Era l’anno 1988 quando il polistrumentista statunitense Robert Berry partecipò da componente attivo a “To the power of three”, unico album dei 3, anche conosciuti come Emerson, Berry & Palmer. Un progetto estemporaneo (almeno col senno del poi) con cui si metteva in evidenza uno stile AOR/pop che lasciava ben pochi spazi a quel prog-rock reso celebre dal ben più rodato trio degli Emerson, Lake & Palmer. Proveniente dagli Hush, Robert Berry avrebbe poi portato avanti una carriera composta da lavori solisti e collaborazioni, prima di tornare a lavorare addirittura dopo quasi trent’anni al seguito di quel lavoro, su suggerimento di Serafino Perugino della Frontiers Records. Nel 2015 Berry lavora alla stesura di nuovi pezzi con Keith Emerson, ma l’anno seguente accade l’imponderabile: il maestro dei tasti d’avorio si suicida. Nonostante questo, nel 2018 esce “The rules have changed” sotto la sigla 3.2, con cui Robert porta a termine il lavoro cominciato col proprio amico. E nel 2021, avendo a disposizione la lunga “Never” – ultimo brano composto assieme ad Emerson – si conclude l’ideale trilogia iniziata alcuni decenni prima, con quello che tanto per chiarire le idee risulta molto probabilmente il lavoro migliore.

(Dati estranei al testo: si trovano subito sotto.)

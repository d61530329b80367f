use super::*;

#[test]
fn frame_range_contains_boundaries() {
    let r = FrameRange::new(FrameIndex(2), FrameIndex(5)).unwrap();
    assert!(!r.contains(FrameIndex(1)));
    assert!(r.contains(FrameIndex(2)));
    assert!(r.contains(FrameIndex(4)));
    assert!(!r.contains(FrameIndex(5)));
}

#[test]
fn frame_range_from_start_len() {
    let r = FrameRange::from_start_len(FrameIndex(90), 120);
    assert_eq!(r.start, FrameIndex(90));
    assert_eq!(r.end, FrameIndex(210));
    assert_eq!(r.len_frames(), 120);
}

#[test]
fn frame_range_rejects_inverted_bounds() {
    assert!(FrameRange::new(FrameIndex(5), FrameIndex(2)).is_err());
}

#[test]
fn frame_range_clamp_stays_inside() {
    let r = FrameRange::new(FrameIndex(10), FrameIndex(20)).unwrap();
    assert_eq!(r.clamp(FrameIndex(0)), FrameIndex(10));
    assert_eq!(r.clamp(FrameIndex(15)), FrameIndex(15));
    assert_eq!(r.clamp(FrameIndex(99)), FrameIndex(19));
}

#[test]
fn fps_conversions() {
    let fps = Fps::new(30, 1).unwrap();
    assert_eq!(fps.as_f64(), 30.0);
    assert_eq!(fps.frames_to_secs(30.0), 1.0);
    assert_eq!(fps.frame_duration_secs(), 1.0 / 30.0);
}

#[test]
fn fps_rejects_zero_components() {
    assert!(Fps::new(0, 1).is_err());
    assert!(Fps::new(30, 0).is_err());
}

#[test]
fn canvas_center() {
    let c = Canvas {
        width: 1920,
        height: 1080,
    };
    assert_eq!(c.center(), Point::new(960.0, 540.0));
}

Robert Berry compone e adempie a tutte le partiture qui presenti, sia vocali che strumentali, mettendo ancora una volta in mostra la sua incredibile perizia tecnica e compositiva, oltre a una buona timbrica di voce. Fa eccezione la già citata “Never”, che non è del tutto chiaro se le parti tastieristiche siano effettivamente suonate dal tragicamente scomparso musicista inglese oppure si tratti della rielaborazione di qualcosa composto in precedenza. Resta il fatto che l’intero album è formato da brani orecchiabili e spesso epici che a differenza del passato non scadono quasi mai nel pacchiano, inserendo spesso interventi di tastiera ispirate al purtroppo scomparso Keith, sia nello stile che nei suoni adoperati. Spesso vi sono richiami alla tradizione folk irlandese, come avviene fin dall’apertura di “Top of the World”, tra chitarre acustiche che si intrecciano tanto limpide quanto stentoree e le parti vocali che si dividono stilisticamente tra Irlanda ed USA. Quasi nove minuti in cui accadono molte cose, anche aperture repentine che rimandano agli Yes, nonché intrecci strumentali ben studiati. L’atmosfera diventa grave ed impegnata, forse anche un po’ troppo trascinata, prima dell’improvviso intervento tastieristico nel succitato approccio Emersoniano, continuando con uno stile da “pop progressivo” che sfocia in un espressivo assolo di chitarra. Più caotica la successiva e breve “What Side You’re On”, dove però va innanzi tutto rimarcato l’assolo ancora una volta sulle sei corde, a cui segue un andamento trionfale che non è difficile ricondurre proprio agli EL&P più tronfi. A questo sfarzo occorre frapporre “Black of Night”, una ballata di sei minuti che va collocata nello stile AOR, felicemente contaminata ancora una volta dal folclore irlandese e che comunque si dimostra varia e progressiva nella sua concezione.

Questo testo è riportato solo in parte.